High-resolution transmission-electron-microscopy lattice image with moiré patterns that indicate defect clusters in a plasma-sprayed HfO₂-(Y,Nd,Yb)₂O₃ coating.

The preceding figure is a high-resolution transmission-electron-microscopy lattice image that reveals atomic-level defect clusters through moiré patterns in a plasma-sprayed multicomponent HfO₂-(Y,Nd,Yb)₂O₃ coating. This is the first time that defect clusters have been characterized and demonstrated for advanced HfO₂ systems.

Left: Thermal conductivity of plasma-sprayed HfO₂-based coatings determined by a laser heat-flux technique. Right: Multicomponent HfO₂-18mol%(Y,Gd,Yb)₂O₃/rare-earth-doped mullite/HfO2-based thermal and environmental barrier coating systems demonstrated 300-hr long-term 1650 °C sintering and cyclic durability on a SiC/SiC CMC substrate under thermal gradient cyclic testing. Surface temperature, 1650 °C (3000 °F); interface temperature, 1316 °C (2400 °F).

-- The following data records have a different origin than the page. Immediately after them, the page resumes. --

//! Component B — quota bookkeeping (counters + scheduled resets) and the
//! suspension table. Grounded on the same map-of-locked-entries shape as
//! [`crate::metrics`], with a background sweep task modeled on
//! `gproxy-provider-core::credential::pool::UnavailableQueue`'s
//! spawn-a-recovery-task pattern.

use std::collections::HashMap;
use std::time::Duration as StdDuration;

use time::{Duration, OffsetDateTime};
use tokio::sync::{Mutex, RwLock};
use tokio::time::interval;

use gatewayrs_common::Family;

const SWEEP_INTERVAL: StdDuration = StdDuration::from_secs(60);

type Key = (Family, String);

#[derive(Debug, Clone, Copy, PartialEq, Eq)]
pub enum QuotaKind {
    None,
    Requests,
    Credit,
}

#[derive(Debug, Clone, Copy, PartialEq, Eq)]
pub enum ResetMode {
    Fixed,
    Rolling,
}

#[derive(Debug, Clone, Copy, PartialEq, Eq)]
pub enum ResetUnit {
    Hours,
    Days,
    Weeks,
    Months,
}

#[derive(Debug, Clone, Copy)]
pub struct QuotaConfig {
    pub kind: QuotaKind,
    pub limit: i64,
    pub reset_mode: ResetMode,
    pub reset_interval: u32,
    pub reset_unit: ResetUnit,
    pub first_reset: OffsetDateTime,
}

impl QuotaConfig {
    /// The length of one reset interval. Rolling-mode "months" are
    /// approximated as 30 days per the spec's explicit intentional
    /// approximation; fixed-mode grid computation instead steps real
    /// calendar months (see [`fixed_grid_reset`]).
    fn interval_duration(&self) -> Duration {
        let n = self.reset_interval.max(1) as i64;
        match self.reset_unit {
            ResetUnit::Hours => Duration::hours(n),
            ResetUnit::Days => Duration::days(n),
            ResetUnit::Weeks => Duration::weeks(n),
            ResetUnit::Months => Duration::days(n * 30),
        }
    }
}

#[derive(Debug, Clone, Copy)]
struct ChannelUsage {
    used: i64,
    last_reset: OffsetDateTime,
    next_reset: OffsetDateTime,
}

#[derive(Debug, Clone)]
pub struct QuotaStatus {
    pub limit: i64,
    pub used: i64,
    pub remaining: i64,
    pub remaining_percent: f64,
    pub last_reset: OffsetDateTime,
    pub next_reset: OffsetDateTime,
}

#[derive(Debug, Clone)]
struct Suspension {
    until: OffsetDateTime,
    reason: String,
}

pub struct QuotaTracker {
    configs: RwLock<HashMap<Key, QuotaConfig>>,
    usage: RwLock<HashMap<Key, Mutex<ChannelUsage>>>,
    suspensions: RwLock<HashMap<Key, Mutex<Suspension>>>,
}

impl QuotaTracker {
    pub fn new() -> Self {
        Self {
            configs: RwLock::new(HashMap::new()),
            usage: RwLock::new(HashMap::new()),
            suspensions: RwLock::new(HashMap::new()),
        }
    }

    /// Registers (or replaces) the quota configuration for a channel.
    /// Existing usage counters are preserved; only a brand-new channel gets
    /// a fresh `ChannelUsage` seeded at `first_reset`.
    pub async fn configure(&self, family: Family, channel_id: &str, config: QuotaConfig) {
        let key = (family, channel_id.to_string());
        self.configs.write().await.insert(key.clone(), config);
        let mut usage = self.usage.write().await;
        usage.entry(key).or_insert_with(|| {
            Mutex::new(ChannelUsage {
                used: 0,
                last_reset: config.first_reset,
                next_reset: config.first_reset + config.interval_duration(),
            })
        });
    }

    async fn config_for(&self, family: Family, channel_id: &str) -> Option<QuotaConfig> {
        self.configs
            .read()
            .await
            .get(&(family, channel_id.to_string()))
            .copied()
    }

    pub async fn increment(&self, family: Family, channel_id: &str, amount: i64) {
        let Some(config) = self.config_for(family, channel_id).await else {
            return;
        };
        let key = (family, channel_id.to_string());
        let usage = self.usage.read().await;
        let Some(entry) = usage.get(&key) else {
            return;
        };
        let mut state = entry.lock().await;
        state.used += amount;
        if config.reset_mode == ResetMode::Rolling {
            let now = OffsetDateTime::now_utc();
            if state.next_reset < now {
                state.next_reset = now + config.interval_duration();
            }
        }
    }

    pub async fn reset(&self, family: Family, channel_id: &str) {
        let key = (family, channel_id.to_string());
        let usage = self.usage.read().await;
        if let Some(entry) = usage.get(&key) {
            let mut state = entry.lock().await;
            state.used = 0;
            state.last_reset = OffsetDateTime::now_utc();
        }
    }

    pub async fn status(&self, family: Family, channel_id: &str) -> Option<QuotaStatus> {
        let config = self.config_for(family, channel_id).await?;
        let key = (family, channel_id.to_string());
        let usage = self.usage.read().await;
        let entry = usage.get(&key)?;
        let state = entry.lock().await;
        let remaining = (config.limit - state.used).max(0);
        let remaining_percent = if config.limit > 0 {
            (remaining as f64 / config.limit as f64) * 100.0
        } else {
            100.0
        };
        Some(QuotaStatus {
            limit: config.limit,
            used: state.used,
            remaining,
            remaining_percent,
            last_reset: state.last_reset,
            next_reset: state.next_reset,
        })
    }

    pub async fn is_suspended(&self, family: Family, channel_id: &str) -> (bool, Option<OffsetDateTime>, Option<String>) {
        let key = (family, channel_id.to_string());
        let suspensions = self.suspensions.read().await;
        let Some(entry) = suspensions.get(&key) else {
            return (false, None, None);
        };
        let state = entry.lock().await;
        if state.until > OffsetDateTime::now_utc() {
            (true, Some(state.until), Some(state.reason.clone()))
        } else {
            (false, None, None)
        }
    }

    pub async fn set_suspended(&self, family: Family, channel_id: &str, reason: impl Into<String>, duration: StdDuration) {
        let key = (family, channel_id.to_string());
        let until = OffsetDateTime::now_utc()
            + Duration::try_from(duration).unwrap_or(Duration::ZERO);
        let mut suspensions = self.suspensions.write().await;
        match suspensions.get(&key) {
            Some(entry) => {
                let mut state = entry.lock().await;
                state.until = until;
                state.reason = reason.into();
            }
            None => {
                suspensions.insert(
                    key,
                    Mutex::new(Suspension {
                        until,
                        reason: reason.into(),
                    }),
                );
            }
        }
    }

    /// Clears suspensions whose `until` has already passed. Mirrors
    /// `Storage::clear_expired_suspensions` for the in-memory table kept here.
    pub async fn clear_expired_suspensions(&self) {
        let mut suspensions = self.suspensions.write().await;
        let now = OffsetDateTime::now_utc();
        let mut expired = Vec::new();
        for (key, entry) in suspensions.iter() {
            if entry.lock().await.until <= now {
                expired.push(key.clone());
            }
        }
        for key in expired {
            suspensions.remove(&key);
        }
    }

    /// Runs one sweep pass over every quota-configured channel, resetting
    /// counters whose grid/rolling deadline has passed. Exposed separately
    /// from [`Self::spawn_sweeper`] so tests can drive it deterministically.
    pub async fn sweep_once(&self) {
        let now = OffsetDateTime::now_utc();
        let configs = self.configs.read().await.clone();
        let usage = self.usage.read().await;
        for (key, config) in configs.iter() {
            let Some(entry) = usage.get(key) else {
                continue;
            };
            let mut state = entry.lock().await;
            let should_reset = match config.reset_mode {
                ResetMode::Rolling => state.next_reset < now && state.last_reset < state.next_reset,
                ResetMode::Fixed => {
                    let grid = fixed_grid_reset(config.first_reset, *config, now);
                    state.last_reset < grid
                }
            };
            if should_reset {
                state.used = 0;
                state.last_reset = now;
                if config.reset_mode == ResetMode::Rolling {
                    state.next_reset = now + config.interval_duration();
                }
            }
        }
        self.clear_expired_suspensions().await;
    }

    pub fn spawn_sweeper(self: std::sync::Arc<Self>) -> tokio::task::JoinHandle<()> {
        tokio::spawn(async move {
            let mut ticker = interval(SWEEP_INTERVAL);
            loop {
                ticker.tick().await;
                self.sweep_once().await;
            }
        })
    }
}

impl Default for QuotaTracker {
    fn default() -> Self {
        Self::new()
    }
}

/// Computes the most recent on-grid fixed reset instant: the latest
/// `first_reset + k * interval` that is `<= now`, stepping real calendar
/// units for hours/days/weeks and calendar months (not the 30-day
/// approximation) for `Months`, per the fixed-grid/rolling-grid distinction
/// called out as intentional.
fn fixed_grid_reset(first_reset: OffsetDateTime, config: QuotaConfig, now: OffsetDateTime) -> OffsetDateTime {
    if first_reset > now {
        return first_reset;
    }
    if config.reset_unit == ResetUnit::Months {
        let mut candidate = first_reset;
        loop {
            let next = add_months(candidate, config.reset_interval.max(1) as i64);
            if next > now {
                return candidate;
            }
            candidate = next;
        }
    }
    let interval = config.interval_duration();
    if interval <= Duration::ZERO {
        return first_reset;
    }
    let elapsed = now - first_reset;
    let steps = (elapsed.whole_seconds() / interval.whole_seconds().max(1)).max(0);
    first_reset + interval * steps as i32
}

fn add_months(dt: OffsetDateTime, months: i64) -> OffsetDateTime {
    use time::Month;

    let total_months = (dt.month() as i64 - 1) + months;
    let year_offset = total_months.div_euclid(12);
    let month_index = total_months.rem_euclid(12);
    let year = dt.year() as i64 + year_offset;
    let month = Month::try_from((month_index + 1) as u8).unwrap_or(Month::January);
    let last_day = days_in_month(year as i32, month);
    let day = dt.day().min(last_day);
    let date = time::Date::from_calendar_date(year as i32, month, day).unwrap_or(dt.date());
    date.with_time(dt.time()).assume_utc()
}

fn days_in_month(year: i32, month: time::Month) -> u8 {
    use time::Month::*;
    match month {
        January | March | May | July | August | October | December => 31,
        April | June | September | November => 30,
        February => {
            if (year % 4 == 0 && year % 100 != 0) || year % 400 == 0 {
                29
            } else {
                28
            }
        }
    }
}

The multicomponent HfO₂-based coatings demonstrated long-term cyclic durability and water vapor stability. The graph on the right illustrates the durability exhibited by the multicomponent HfO₂-18mol%(Y,Gd,Yb)₂O₃ coating on a modified mullite/mullite + 20wt%BSAS/Si environmental barrier coating (EBC) system during 1650 °C thermal cycling testing. The coating system possessed a relatively low and stable thermal conductivity, without visual damage after the testing, demonstrating sintering stability and cyclic durability on SiC/SiC composites under the thermal-gradient cyclic-testing conditions (300 hr at 1650 °C). In addition, 6-atm high-pressure burner rig results (see the final figure) indicated the excellent water vapor stability of the coating system in burner rig combustion environments. Continued coating system development is underway to further improve the coating temperature capability and durability under simulated engine environments while reducing the overall coating thickness and surface roughness.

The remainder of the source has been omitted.